How Affordability Gets Calculated
When housing is tied to AMI, the rule of thumb is that a household shouldn’t spend more than 30% of its income on rent or a mortgage. That 30% threshold has become the standard way we define affordability. Cross that line, and a household is considered “housing cost burdened” — too much of their paycheck goes to housing, leaving less for essentials like food, childcare, or transportation.
This framework exists for a reason. Without it, there wouldn’t be a consistent way to define or fund Affordable housing. Programs, incentives, and subsidies all use AMI to set the rules of the game.
In practice, Affordable is usually reserved for households earning 80% of AMI or less. That’s why most subsidies and incentives — like tax credits and housing grants — are concentrated here, and why nonprofit developers have traditionally taken the lead.

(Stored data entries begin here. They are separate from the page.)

//! Push policy checks
//!
//! A push is validated by a list of named checks. Each check either passes,
//! reports the payload as malformed, or lists the rules it found violated.
//! The branch naming convention is the only built-in check.

use serde::Deserialize;
use std::fmt;

use crate::webhook::PushPayload;

/// Reason reported when a push payload has no `ref`.
pub const MISSING_REF: &str = "missing ref";

/// Branch naming rules for pushes.
#[derive(Debug, Deserialize, Clone, PartialEq)]
#[serde(default)]
pub struct BranchingRules {
    /// Long-lived branches that pass by name alone.
    pub protected: Vec<String>,
    /// Allowed `<prefix>` labels for short-lived workflow branches.
    pub prefixes: Vec<String>,
}

impl Default for BranchingRules {
    fn default() -> Self {
        Self {
            protected: ["master", "production", "staging", "development"]
                .map(String::from)
                .to_vec(),
            prefixes: ["change", "feature", "hotfix", "release"]
                .map(String::from)
                .to_vec(),
        }
    }
}

/// A single broken naming rule.
#[derive(Debug, Clone, PartialEq, Eq)]
pub enum BranchViolation {
    MissingDash,
    UnknownPrefix(String),
    EmptySegment,
    InvalidIdentifier(String),
}

impl fmt::Display for BranchViolation {
    fn fmt(&self, f: &mut fmt::Formatter<'_>) -> fmt::Result {
        match self {
            BranchViolation::MissingDash => write!(f, "no `-` separating prefix and identifier"),
            BranchViolation::UnknownPrefix(p) => write!(f, "unknown prefix `{}`", p),
            BranchViolation::EmptySegment => write!(f, "empty `-` segment"),
            BranchViolation::InvalidIdentifier(id) => {
                write!(f, "identifier `{}` is not a positive integer", id)
            }
        }
    }
}

/// Checks a branch name (without `refs/heads/`) against the rules and returns
/// every rule it breaks. An empty result means the branch is acceptable.
pub fn check_branch_name(branch: &str, rules: &BranchingRules) -> Vec<BranchViolation> {
    if rules.protected.iter().any(|b| b == branch) {
        return Vec::new();
    }

    // Without a dash there is no prefix/identifier split to inspect.
    if !branch.contains('-') {
        return vec![BranchViolation::MissingDash];
    }

    let segments: Vec<&str> = branch.split('-').collect();
    let prefix = segments[0];
    let identifier = segments[segments.len() - 1];
    let mut violations = Vec::new();

    if !rules.prefixes.iter().any(|p| p == prefix) {
        violations.push(BranchViolation::UnknownPrefix(prefix.to_string()));
    }
    if segments.iter().any(|s| s.is_empty()) {
        violations.push(BranchViolation::EmptySegment);
    }
    if !is_positive_integer(identifier) {
        violations.push(BranchViolation::InvalidIdentifier(identifier.to_string()));
    }

    violations
}

/// ASCII digits only, not all zeros. No sign, no length limit.
fn is_positive_integer(s: &str) -> bool {
    !s.is_empty() && s.bytes().all(|b| b.is_ascii_digit()) && s.bytes().any(|b| b != b'0')
}

#[derive(Debug, Clone, PartialEq, Eq)]
pub enum CheckOutcome {
    Passed,
    /// The payload lacks what the check needs; not a policy violation.
    Malformed(String),
    Violated(Vec<String>),
}

/// A named check over a push payload.
pub trait PushCheck: Send + Sync {
    fn name(&self) -> &'static str;
    fn check(&self, payload: &PushPayload) -> CheckOutcome;
}

/// Enforces the `<prefix>-<identifier>` naming convention.
pub struct BranchNamingCheck {
    rules: BranchingRules,
}

impl BranchNamingCheck {
    pub fn new(rules: BranchingRules) -> Self {
        Self { rules }
    }
}

impl PushCheck for BranchNamingCheck {
    fn name(&self) -> &'static str {
        "branch-naming"
    }

    fn check(&self, payload: &PushPayload) -> CheckOutcome {
        let Some(branch) = payload.branch() else {
            return CheckOutcome::Malformed(MISSING_REF.to_string());
        };

        let violations = check_branch_name(branch, &self.rules);
        if violations.is_empty() {
            CheckOutcome::Passed
        } else {
            CheckOutcome::Violated(violations.iter().map(ToString::to_string).collect())
        }
    }
}

#[derive(Debug, Clone, PartialEq, Eq)]
pub struct CheckResult {
    pub name: &'static str,
    pub outcome: CheckOutcome,
}

impl CheckResult {
    pub fn passed(&self) -> bool {
        self.outcome == CheckOutcome::Passed
    }
}

/// Combined result of every check run against one push.
#[derive(Debug, Clone, PartialEq, Eq)]
pub struct PolicyResult {
    pub passed: bool,
    pub failure_reason: Option<String>,
    pub branch: Option<String>,
    pub checks: Vec<CheckResult>,
}

impl PolicyResult {
    fn from_checks(branch: Option<String>, checks: Vec<CheckResult>) -> Self {
        let malformed = checks.iter().find_map(|c| match &c.outcome {
            CheckOutcome::Malformed(reason) => Some(reason.clone()),
            _ => None,
        });
        let failure_reason = malformed.or_else(|| {
            let violations = Self::describe(&checks);
            (!violations.is_empty()).then_some(violations)
        });

        Self {
            passed: failure_reason.is_none(),
            failure_reason,
            branch,
            checks,
        }
    }

    /// True when at least one check could not run on the payload.
    pub fn is_malformed(&self) -> bool {
        self.checks
            .iter()
            .any(|c| matches!(c.outcome, CheckOutcome::Malformed(_)))
    }

    pub fn failed_checks(&self) -> impl Iterator<Item = &CheckResult> {
        self.checks.iter().filter(|c| !c.passed())
    }

    /// Failing checks rendered as `name: violation; violation`, comma separated.
    pub fn violation_summary(&self) -> String {
        Self::describe(&self.checks)
    }

    fn describe(checks: &[CheckResult]) -> String {
        checks
            .iter()
            .filter_map(|c| match &c.outcome {
                CheckOutcome::Violated(v) => Some(format!("{}: {}", c.name, v.join("; "))),
                _ => None,
            })
            .collect::<Vec<_>>()
            .join(", ")
    }
}

/// The ordered list of checks a push must pass.
pub struct PushPolicy {
    checks: Vec<Box<dyn PushCheck>>,
}

impl PushPolicy {
    /// Policy with the branch naming check only.
    pub fn new(rules: BranchingRules) -> Self {
        Self {
            checks: vec![Box::new(BranchNamingCheck::new(rules))],
        }
    }

    pub fn with_check(mut self, check: impl PushCheck + 'static) -> Self {
        self.checks.push(Box::new(check));
        self
    }

    /// Runs every check; none short-circuits the others.
    pub fn validate(&self, payload: &PushPayload) -> PolicyResult {
        let results = self
            .checks
            .iter()
            .map(|check| CheckResult {
                name: check.name(),
                outcome: check.check(payload),
            })
            .collect();

        PolicyResult::from_checks(payload.branch().map(String::from), results)
    }
}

At the same time, that creates a technical definition that doesn’t always line up with what families actually feel in their monthly budgets. For developers, that’s the tension: AMI is both a necessary tool for unlocking funding and a reminder to ground projects in the lived reality of the households you’re trying to serve.
Plain Speak: What AMI Means in Pierce County
For example, in Pierce County, HUD’s 2025 Area Median Income (AMI) for a family of three — say, a single parent with two kids — is about $104,000 a year. Using the 30% housing cost rule, here’s how it breaks down:
100% AMI = $104,000/year → $2,600/month max housing cost
80% AMI = $83,200/year → $2,080/month max housing cost
60% AMI = $62,400/year → $1,560/month max housing cost
At 80% AMI, that $2,080 cap could be rent on a two-bedroom apartment or a mortgage payment on a modest starter home. Either way, the math sets the ceiling for what’s officially considered affordable.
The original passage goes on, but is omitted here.